Jacinta Gately says: "Ms Halappanavar was unresponsive during this time, her pupils were very sluggish, size 4-5 and there was no response to stimuli. She was very oedematous, fingers flexed tightly, feet extended and very stiff.

Her abdomen was very distended." The nurse also noticed that there was heavy vaginal bleeding.

At about 10pm, she said, alarms on the ventilator began ringing. Savita was given an intravenous infusion of cistatracurium, a drug to relax her skeletal muscles in an effort to help her breathe.

At 11 pm, Savita unresponsive. A system to monitor her level of consciousness found her at between one and four, when ‘awake' levels would be 100. Her blood pressure remained very low, while her lactate levels were continuing to rise.

At 11.45 pm, sodium bicarbonate, dextrose and insulin were infused in an effort to treat rising potassium levels and her abnormal heart rhythms.

Between 12.30am and 12.45am the monitor showed her heart rate becoming chaotic, with a "broad spectrum rhythm".

"Pulses were checked. None were palpable. CPR commenced by Dr Aoife Quinn, staff nurses Veronica Rafftery, Therese Connolly, Jeurgen Schone, Áine Nic an Bheath and myself," she said.

"CPR continued until after 1.15 when a decision was made to cease compressions as Savita Halappanavar was not responding to our efforts. Her husband Praveen Halappanavar informed that his wife was unresponsive and that she had passed away. Time of death recorded at 01.09 hours.

Meanwhile, it has been revealed that the inquest has heard that there were eight retrospective entries made to her hospital records.

The corner was told five of the medical notes were written within an hour or so of the events happening. A further three were made in November.

Because this was first death due to maternal complications at the hospital in 17 years, Declan Buckley, who is acting on behalf of the hospital and its staff, said this was done in an attempt to remedy any shortcomings in the notes about a serious tragedy.

Buckley said he could not explain one retrospective entry relating to the 24 October, the day Savita Halappanavar developed severe sepsis.

The day-wise break up and doctors not following rules and procedures:

October 24 (Wednesday):

When Savita is asleep, her condition is not checked every four hours, as required by hospital policy.
Savita and her husband sleeping on the floor of her room and complain of cold. She is given a blanket but her heart rate is not taken.

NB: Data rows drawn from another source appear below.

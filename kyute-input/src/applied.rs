//! Applied aspects.
//!
//! An applied aspect is the instance of an aspect for one control, together with the rule
//! deciding what becomes of that instance when the control is converted. The rules are a closed
//! set:
//!
//! - [`Applied::empty`]: no instance, and none on any converted control either.
//! - [`Applied::known`]: the same instance on every converted control.
//! - [`Applied::inconvertible`]: the instance only holds for the control it was computed for.
//!   Converted controls get the instance they claim for themselves, or a default.
//! - [`Applied::built`]: the instance is rebuilt for each converted control, with access to the
//!   control it was converted from.
use crate::{
    aspect::{Aspect, AspectId},
    control::{AnyControl, ControlId},
};
use std::{
    any::Any,
    fmt,
    rc::{Rc, Weak},
};

/// Builds an aspect instance for a control. The second argument is the control the instance is
/// converted from, if any.
pub type BuildFn<I> = dyn Fn(&dyn AnyControl, Option<&dyn AnyControl>) -> Option<I>;

/// Looks up the instance a control claims for itself.
pub type LookupFn<I> = dyn Fn(&dyn AnyControl) -> Option<I>;

/// The conversion rule of an applied aspect.
#[derive(Copy, Clone, Debug, PartialEq, Eq)]
pub enum AppliedKind {
    Empty,
    Known,
    Inconvertible,
    Built,
}

enum Rule<I> {
    Empty,
    Known,
    Inconvertible {
        aspect: AspectId,
        control: ControlId,
        default: Option<I>,
        lookup: Option<Rc<LookupFn<I>>>,
    },
    Built {
        aspect: AspectId,
        control: Weak<dyn AnyControl>,
        build: Rc<BuildFn<I>>,
    },
}

impl<I: Clone> Clone for Rule<I> {
    fn clone(&self) -> Self {
        match self {
            Rule::Empty => Rule::Empty,
            Rule::Known => Rule::Known,
            Rule::Inconvertible {
                aspect,
                control,
                default,
                lookup,
            } => Rule::Inconvertible {
                aspect: *aspect,
                control: *control,
                default: default.clone(),
                lookup: lookup.clone(),
            },
            Rule::Built { aspect, control, build } => Rule::Built {
                aspect: *aspect,
                control: control.clone(),
                build: build.clone(),
            },
        }
    }
}

/// Aspect instance applied to a control, along with its conversion rule.
pub struct Applied<I> {
    instance: Option<I>,
    rule: Rule<I>,
}

impl<I: Clone> Clone for Applied<I> {
    fn clone(&self) -> Self {
        Applied {
            instance: self.instance.clone(),
            rule: self.rule.clone(),
        }
    }
}

impl<I: fmt::Debug> fmt::Debug for Applied<I> {
    fn fmt(&self, f: &mut fmt::Formatter) -> fmt::Result {
        f.debug_struct("Applied")
            .field("kind", &self.kind())
            .field("instance", &self.instance)
            .finish()
    }
}

impl<I> Applied<I> {
    pub fn kind(&self) -> AppliedKind {
        match self.rule {
            Rule::Empty => AppliedKind::Empty,
            Rule::Known => AppliedKind::Known,
            Rule::Inconvertible { .. } => AppliedKind::Inconvertible,
            Rule::Built { .. } => AppliedKind::Built,
        }
    }

    pub fn is_empty(&self) -> bool {
        matches!(self.rule, Rule::Empty)
    }

    /// The aspect instance. `None` for empty aspects.
    pub fn instance(&self) -> Option<&I> {
        self.instance.as_ref()
    }

    pub fn into_instance(self) -> Option<I> {
        self.instance
    }
}

impl<I: Clone + 'static> Applied<I> {
    /// An aspect that has no instance for the control, nor for any control converted from it.
    pub fn empty() -> Applied<I> {
        Applied {
            instance: None,
            rule: Rule::Empty,
        }
    }

    /// An instance shared as is by all controls converted from this one.
    pub fn known(instance: I) -> Applied<I> {
        Applied {
            instance: Some(instance),
            rule: Rule::Known,
        }
    }

    /// An instance that only makes sense for `control` itself.
    ///
    /// On conversion, the target control keeps the instance only if it is `control`. Otherwise
    /// the target is asked for the instance it claims for itself (by default, the instance it has
    /// already recorded for `aspect`, if any) and `default` is used when it claims none.
    ///
    /// The lookup is order dependent: a target that has not resolved the aspect yet claims
    /// nothing, so the last control to resolve the aspect decides.
    pub fn inconvertible(aspect: &Aspect<I>, control: &dyn AnyControl, instance: I, default: Option<I>) -> Applied<I> {
        Applied {
            instance: Some(instance),
            rule: Rule::Inconvertible {
                aspect: aspect.id(),
                control: control.id(),
                default,
                lookup: None,
            },
        }
    }

    /// Replaces the lookup of the instance a conversion target claims for itself.
    ///
    /// Has no effect on aspects other than [`Applied::inconvertible`] ones.
    pub fn with_lookup(mut self, lookup: impl Fn(&dyn AnyControl) -> Option<I> + 'static) -> Applied<I> {
        if let Rule::Inconvertible { lookup: ref mut l, .. } = self.rule {
            *l = Some(Rc::new(lookup));
        }
        self
    }

    /// An instance built for `control` by `build`, and rebuilt for every converted control.
    pub fn built(
        aspect: &Aspect<I>,
        control: &dyn AnyControl,
        build: impl Fn(&dyn AnyControl, Option<&dyn AnyControl>) -> I + 'static,
    ) -> Applied<I> {
        let build: Rc<BuildFn<I>> =
            Rc::new(move |control: &dyn AnyControl, origin: Option<&dyn AnyControl>| Some(build(control, origin)));
        // never declines
        Applied::build_for(aspect.id(), build, control, None).unwrap_or_else(Applied::empty)
    }

    /// Like [`Applied::built`], but the builder may decline, in which case the aspect is empty for
    /// `control` and the conversion is declined for converted controls.
    pub fn built_or_declined(
        aspect: &Aspect<I>,
        control: &dyn AnyControl,
        build: impl Fn(&dyn AnyControl, Option<&dyn AnyControl>) -> Option<I> + 'static,
    ) -> Applied<I> {
        Applied::build_for(aspect.id(), Rc::new(build), control, None).unwrap_or_else(Applied::empty)
    }

    fn build_for(
        aspect: AspectId,
        build: Rc<BuildFn<I>>,
        control: &dyn AnyControl,
        origin: Option<&dyn AnyControl>,
    ) -> Option<Applied<I>> {
        let instance = build(control, origin)?;
        Some(Applied {
            instance: Some(instance),
            rule: Rule::Built {
                aspect,
                control: control.downgrade(),
                build,
            },
        })
    }

    /// Converts this aspect to `target`, a control converted from the one this aspect is applied
    /// to.
    ///
    /// `None` means the conversion is declined; it is not the same as an empty aspect.
    /// This aspect is left untouched.
    pub fn convert_to(&self, target: &dyn AnyControl) -> Option<Applied<I>> {
        match &self.rule {
            Rule::Empty => Some(Applied::empty()),
            Rule::Known => Some(Applied {
                instance: self.instance.clone(),
                rule: Rule::Known,
            }),
            Rule::Inconvertible {
                aspect,
                control,
                default,
                lookup,
            } => {
                let instance = if target.id() == *control {
                    self.instance.clone()
                } else {
                    let claimed = match lookup {
                        Some(lookup) => lookup(target),
                        None => recorded_instance::<I>(target, *aspect),
                    };
                    claimed.or_else(|| default.clone())
                };
                Some(Applied {
                    instance,
                    rule: Rule::Inconvertible {
                        aspect: *aspect,
                        control: target.id(),
                        default: default.clone(),
                        lookup: lookup.clone(),
                    },
                })
            }
            Rule::Built { aspect, control, build } => {
                let origin = control.upgrade();
                Applied::build_for(*aspect, build.clone(), target, origin.as_deref())
            }
        }
    }

    /// Attaches this aspect to `target`.
    ///
    /// Built aspects reuse the instance `target` has already recorded for the same aspect, and
    /// only build a new one if there is none. Other aspects are converted.
    pub fn attach_to(&self, target: &dyn AnyControl) -> Option<Applied<I>> {
        match &self.rule {
            Rule::Built { aspect, build, .. } => match recorded_instance::<I>(target, *aspect) {
                Some(existing) => Some(Applied {
                    instance: Some(existing),
                    rule: Rule::Built {
                        aspect: *aspect,
                        control: target.downgrade(),
                        build: build.clone(),
                    },
                }),
                None => self.convert_to(target),
            },
            _ => self.convert_to(target),
        }
    }
}

fn recorded_instance<I: Clone + 'static>(control: &dyn AnyControl, aspect: AspectId) -> Option<I> {
    control
        .recorded_any(aspect)
        .and_then(|applied| applied.downcast_ref::<I>().and_then(|applied| applied.instance.clone()))
}

/// Type-erased applied aspect, as stored in aspect caches.
#[derive(Clone)]
pub struct AppliedAny(Rc<dyn Any>);

impl fmt::Debug for AppliedAny {
    fn fmt(&self, f: &mut fmt::Formatter) -> fmt::Result {
        f.debug_struct("AppliedAny").finish_non_exhaustive()
    }
}

impl AppliedAny {
    pub fn new<I: 'static>(applied: Applied<I>) -> AppliedAny {
        AppliedAny(Rc::new(applied))
    }

    pub fn downcast_ref<I: 'static>(&self) -> Option<&Applied<I>> {
        (*self.0).downcast_ref::<Applied<I>>()
    }

    /// Downcasts an applied aspect stored under the identity of a definition of type `Aspect<I>`.
    pub(crate) fn typed<I: 'static>(&self, aspect_name: &str) -> &Applied<I> {
        self.downcast_ref()
            .unwrap_or_else(|| panic!("unexpected instance type for aspect `{aspect_name}`"))
    }

    pub fn ptr_eq(&self, other: &AppliedAny) -> bool {
        Rc::ptr_eq(&self.0, &other.0)
    }
}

Consultant obstetrician, Dr Katherine Astbury, visits Savita. She does not read the notes herself and is not told by her team about the reference to the foul-smelling discharge. She expresses concern that she has chorioamnionitis, but orders tests to rule out a urinary tract infection.

The doctor diagnoses sepsis, as opposed to severe sepsis, because Savita's blood pressure is not low. She tells the inquest that the information about the foul-smelling discharge is significant and had she known, she would have terminated sooner.

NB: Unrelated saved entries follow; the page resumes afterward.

use serde::{Deserialize, Serialize};

use crate::domain::model::{ActorId, PendingSigningRequest, PlayerEntry, PlayerRole, SigningKind};

#[derive(Clone, Copy, Debug, PartialEq, Eq, Serialize, Deserialize)]
pub enum EventKind {
    Requested,
    Response,
    Confirmed,
    Dismissed,
    RoleChanged,
    TeamReset,
}

/// Everything the notification boundary can be asked to render flows
/// through this enum. Delivery is fire-and-forget: a failed send never
/// rolls back the state transition that produced the event.
#[derive(Clone, Debug, Serialize, Deserialize)]
pub enum WorkflowEvent {
    SigningRequested {
        request: PendingSigningRequest,
    },
    SigningResponse {
        request: PendingSigningRequest,
        accepted: bool,
    },
    SigningConfirmed {
        request: PendingSigningRequest,
        kind: SigningKind,
        confirmed_by: ActorId,
    },
    PlayerDismissed {
        modality: String,
        team: String,
        player: PlayerEntry,
        dismissed_by: ActorId,
        reason: Option<String>,
        voluntary: bool,
    },
    RoleChanged {
        modality: String,
        team: String,
        player_id: ActorId,
        old_role: Option<PlayerRole>,
        new_role: Option<PlayerRole>,
        changed_by: ActorId,
    },
    TeamReset {
        modality: String,
        team: String,
        reset_by: ActorId,
    },
}

impl WorkflowEvent {
    pub fn kind(&self) -> EventKind {
        match self {
            WorkflowEvent::SigningRequested { .. } => EventKind::Requested,
            WorkflowEvent::SigningResponse { .. } => EventKind::Response,
            WorkflowEvent::SigningConfirmed { .. } => EventKind::Confirmed,
            WorkflowEvent::PlayerDismissed { .. } => EventKind::Dismissed,
            WorkflowEvent::RoleChanged { .. } => EventKind::RoleChanged,
            WorkflowEvent::TeamReset { .. } => EventKind::TeamReset,
        }
    }

    /// One-line audit rendering used by the webhook sink and the CLI log.
    pub fn audit_line(&self) -> String {
        fn role_text(role: &Option<PlayerRole>) -> String {
            role.map(|r| r.to_string()).unwrap_or_else(|| "player".to_string())
        }

        match self {
            WorkflowEvent::SigningRequested { request } => format!(
                "SIGNING REQUEST: {} wants to sign {} for {} ({})",
                request.requester_id, request.target_name, request.team, request.modality
            ),
            WorkflowEvent::SigningResponse { request, accepted } => format!(
                "SIGNING RESPONSE: {} {} the offer from {} ({})",
                request.target_name,
                if *accepted { "ACCEPTS" } else { "REJECTS" },
                request.team,
                request.modality
            ),
            WorkflowEvent::SigningConfirmed {
                request,
                kind,
                confirmed_by,
            } => format!(
                "SIGNING: {} joins {} (type: {}, role: {}). Confirmed by {}.",
                request.target_name,
                request.team,
                kind,
                role_text(&request.proposed_role),
                confirmed_by
            ),
            WorkflowEvent::PlayerDismissed {
                team,
                player,
                dismissed_by,
                reason,
                voluntary,
                ..
            } => {
                let reason = reason.as_deref().unwrap_or("not specified");
                if *voluntary {
                    format!(
                        "VOLUNTARY LEAVE: {} has left {}. Reason: {}",
                        player.display_name, team, reason
                    )
                } else {
                    format!(
                        "DISMISSAL: {} was dismissed from {} by {}. Reason: {}",
                        player.display_name, team, dismissed_by, reason
                    )
                }
            }
            WorkflowEvent::RoleChanged {
                team,
                player_id,
                old_role,
                new_role,
                changed_by,
                ..
            } => format!(
                "ROLE CHANGE: {} in {} went from {} to {}, changed by {}",
                player_id,
                team,
                role_text(old_role),
                role_text(new_role),
                changed_by
            ),
            WorkflowEvent::TeamReset {
                modality,
                team,
                reset_by,
            } => format!(
                "ROSTER RESET: {} ({}) was cleared for a new season by {}",
                team, modality, reset_by
            ),
        }
    }
}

Savita's lactate level - an indication that she is going into shock - is also tested but the test is rejected because it's in the wrong bottle. The ward is not informed of his.

1 pm: Dr Astbury told about Savita's deteriorating condition. She decides, after consulting a senior colleague, to carry out a termination. However, a scan reveals the foetal heartbeat has stopped.

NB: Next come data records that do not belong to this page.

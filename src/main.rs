use clap::Parser;
use transfer_desk::adapters::oracle::ConfigOracle;
use transfer_desk::adapters::webhook::{TracingSink, WebhookSink};
use transfer_desk::config::{
    Cli, Command, MarketAction, RosterAction, SeasonAction, SignAction, TeamAction,
};
use transfer_desk::domain::model::{ActorId, MessageRef, PlayerEntry, RequestId};
use transfer_desk::domain::ports::NotificationSink;
use transfer_desk::utils::validation::parse_player_mentions;
use transfer_desk::utils::{error::MarketError, logger};
use transfer_desk::{
    Catalogue, FileDocumentStore, MarketStateStore, PendingSigningRegistry, Result, RosterStore,
    SigningWorkflow,
};

#[tokio::main]
async fn main() -> anyhow::Result<()> {
    let cli = Cli::parse();

    if cli.json_logs {
        logger::init_json_logger();
    } else {
        logger::init_cli_logger(cli.verbose);
    }

    if let Err(e) = run(cli).await {
        tracing::error!("command failed: {e}");
        eprintln!("❌ {e}");
        std::process::exit(1);
    }
    Ok(())
}

fn require_official(catalogue: &Catalogue, actor: &ActorId, action: &str) -> Result<()> {
    if catalogue
        .league
        .officials
        .iter()
        .any(|o| o == actor.as_str())
    {
        return Ok(());
    }
    Err(MarketError::Unauthorized {
        actor: actor.to_string(),
        action: action.to_string(),
    })
}

/// Targets arrive either as a raw member id or as a chat mention.
fn parse_target(raw: &str) -> Result<ActorId> {
    if raw.contains('<') {
        let mut ids = parse_player_mentions(raw)?;
        Ok(ids.remove(0))
    } else {
        Ok(ActorId::new(raw))
    }
}

async fn run(cli: Cli) -> Result<()> {
    let catalogue = Catalogue::from_path(&cli.catalogue)?;
    let actor = ActorId::new(cli.actor.as_str());
    tracing::debug!(actor = %actor, data_dir = %cli.data_dir.display(), "loading documents");

    let store = FileDocumentStore::new(&cli.data_dir);
    let roster = RosterStore::load(store.clone(), catalogue.clone()).await?;
    let market = MarketStateStore::load(store.clone(), catalogue.clone()).await?;
    let pending = PendingSigningRegistry::load(store).await?;

    let oracle = ConfigOracle::new(&catalogue.league.officials, roster.document().clone());
    let sink: Box<dyn NotificationSink> = match &catalogue.league.webhook_url {
        Some(url) => Box::new(WebhookSink::new(url)?),
        None => Box::new(TracingSink),
    };
    let mut workflow = SigningWorkflow::new(roster, market, pending, oracle, sink);

    match cli.command {
        Command::Team { action } => match action {
            TeamAction::Create { modality, name } => {
                require_official(&catalogue, &actor, "create teams")?;
                workflow.roster_mut().create_team(&modality, &name).await?;
                println!("✅ Team '{name}' created in {modality}");
            }
            TeamAction::Delete { modality, name } => {
                require_official(&catalogue, &actor, "delete teams")?;
                workflow.roster_mut().delete_team(&modality, &name).await?;
                println!("✅ Team '{name}' deleted from {modality}");
            }
        },
        Command::Roster { action } => match action {
            RosterAction::Show { modality, team } => {
                let snapshot = workflow.roster().snapshot(&modality, &team)?;
                println!(
                    "📋 {} [{}]: {}/{} players, articles {}/{}",
                    snapshot.team,
                    snapshot.modality,
                    snapshot.players.len(),
                    snapshot.max_roster_size,
                    snapshot.articles_used,
                    snapshot.article_limit,
                );
                for player in &snapshot.players {
                    let role = player
                        .role
                        .map(|r| format!(" ({r})"))
                        .unwrap_or_default();
                    println!("  - {}{role}", player.display_name);
                }
            }
            RosterAction::Reset { modality, team } => {
                workflow.reset_roster(&actor, &modality, &team).await?;
                println!("✅ Roster of '{team}' reset");
            }
            RosterAction::Sync {
                modality,
                team,
                mentions,
                articles_used,
            } => {
                require_official(&catalogue, &actor, "sync rosters")?;
                let canonical = workflow.roster().resolve_team(&modality, &team)?;
                let players: Vec<PlayerEntry> = parse_player_mentions(&mentions)?
                    .into_iter()
                    .map(|id| PlayerEntry {
                        display_name: id.to_string(),
                        id,
                        role: None,
                        signing_kind: None,
                    })
                    .collect();
                let count = players.len();
                workflow
                    .roster_mut()
                    .sync_roster(&modality, &canonical, players, articles_used)
                    .await?;
                println!("✅ Roster of '{canonical}' synced with {count} players");
            }
            RosterAction::SetMessage {
                modality,
                team,
                channel_id,
                message_id,
            } => {
                require_official(&catalogue, &actor, "set roster messages")?;
                workflow
                    .roster_mut()
                    .set_roster_message(
                        &modality,
                        &team,
                        MessageRef {
                            channel_id,
                            message_id,
                        },
                    )
                    .await?;
                println!("✅ Roster message recorded");
            }
        },
        Command::Sign { action } => match action {
            SignAction::Request {
                modality,
                team,
                target,
                target_name,
                role,
            } => {
                let target = parse_target(&target)?;
                let request = workflow
                    .create(
                        &actor,
                        &target,
                        &target_name,
                        &catalogue.league.guild_id,
                        &modality,
                        &team,
                        role,
                    )
                    .await?;
                println!("✅ Signing request {} awaits {}'s answer", request.id, target_name);
            }
            SignAction::Respond { id, decision } => {
                let id = RequestId::from(id.as_str());
                let accepted = decision == "accept";
                workflow.respond(&id, &actor, accepted).await?;
                if accepted {
                    println!("✅ Request {id} accepted, awaiting an official");
                } else {
                    println!("✅ Request {id} rejected");
                }
            }
            SignAction::Confirm { id } => {
                let id = RequestId::from(id.as_str());
                let confirmed = workflow.confirm(&id, &actor).await?;
                println!(
                    "✅ {} joins '{}' as a {} signing",
                    confirmed.request.target_name, confirmed.team, confirmed.kind,
                );
            }
            SignAction::Cancel { id } => {
                let id = RequestId::from(id.as_str());
                let request = workflow.cancel(&id, &actor).await?;
                println!("✅ Request for {} withdrawn", request.target_name);
            }
        },
        Command::Dismiss {
            modality,
            team,
            player,
            reason,
        } => {
            let player = parse_target(&player)?;
            let entry = workflow
                .dismiss_player(&actor, &modality, &team, &player, reason)
                .await?;
            println!("✅ {} dismissed from '{team}'", entry.display_name);
        }
        Command::Leave { reason } => {
            let entry = workflow.leave_team(&actor, reason).await?;
            println!("✅ {} left the team", entry.display_name);
        }
        Command::Role {
            modality,
            team,
            player,
            role,
        } => {
            let player = parse_target(&player)?;
            let (_, new) = workflow
                .change_role(&actor, &modality, &team, &player, role)
                .await?;
            match new {
                Some(role) => println!("✅ {player} is now {role}"),
                None => println!("✅ {player}'s leadership role cleared"),
            }
        }
        Command::GrantArticles {
            modality,
            team,
            amount,
        } => {
            require_official(&catalogue, &actor, "grant articles")?;
            let remaining = workflow
                .roster_mut()
                .grant_articles(&modality, &team, amount)
                .await?;
            println!("✅ Granted {amount} article(s); used counter now {remaining}");
        }
        Command::Market { action } => {
            let (modality, opening) = match action {
                MarketAction::Open { modality } => (modality, true),
                MarketAction::Close { modality } => (modality, false),
            };
            require_official(&catalogue, &actor, "administer the market")?;
            workflow.market_mut().ensure_modality(&modality).await?;
            let state = if opening {
                workflow.market_mut().open_market(&modality).await?
            } else {
                workflow.market_mut().close_market(&modality).await?
            };
            println!("✅ Market of {modality} is now: {}", state.phase);
        }
        Command::Season { action } => {
            let (modality, starting) = match action {
                SeasonAction::Start { modality } => (modality, true),
                SeasonAction::End { modality } => (modality, false),
            };
            require_official(&catalogue, &actor, "administer the season")?;
            workflow.market_mut().ensure_modality(&modality).await?;
            let state = if starting {
                workflow.market_mut().start_season(&modality).await?
            } else {
                workflow.market_mut().end_season(&modality).await?
            };
            println!("✅ Season boundary applied; {modality} is now: {}", state.phase);
        }
        Command::Info { modality } => {
            let state = workflow
                .market()
                .state(&modality)
                .ok_or_else(|| MarketError::UnknownModality(modality.clone()))?;
            println!("📈 {modality}: {}", state.phase);
            println!(
                "   mid-season free signings used: {}/{}",
                state.mid_season_free_signings_used,
                catalogue.mid_season_free_limit(),
            );
            println!("   season started: {}", state.season_start_date);

            let teams = workflow.roster().team_names(&modality)?;
            if teams.is_empty() {
                println!("   no teams enrolled");
            } else {
                println!("   teams: {}", teams.join(", "));
            }

            let pending: Vec<_> = workflow
                .pending()
                .iter()
                .filter(|r| r.modality.eq_ignore_ascii_case(&modality))
                .collect();
            if pending.is_empty() {
                println!("   no pending signing requests");
            } else {
                println!("   pending signing requests:");
                for request in pending {
                    println!(
                        "   - {} for '{}' [{}]: {}",
                        request.target_name, request.team, request.id, request.state,
                    );
                }
            }
        }
        Command::Player { id } => {
            let player = parse_target(&id)?;
            match workflow.roster().find_player(&player) {
                Some(location) => {
                    let role = location
                        .entry
                        .role
                        .map(|r| format!(" as {r}"))
                        .unwrap_or_default();
                    println!(
                        "👤 {} plays for '{}' [{}]{role}",
                        location.entry.display_name, location.team, location.modality,
                    );
                }
                None => println!("👤 {player} is not enrolled in any team"),
            }
        }
    }

    Ok(())
}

3.15 pm: Savita is moved to theatre. During insertion of a central line, she spontaneously delivers a dead baby girl.

October 25 (Thursday):

3 am: Savita is transferred to intensive care unit because of septic shock.

October 26 (Friday):

Savita's condition deteriorates. Blood tests reveal septicaemia due to E.coli ESBL.

8 pm: Dr Astbury visits Savita for the last time. She is critically ill.

October 27 (Saturday):

Savita's condition deteriorates further and doctors do not expect her to survive.

October 28 (Sunday):

12.45 am: Savita suffers cardiac arrest.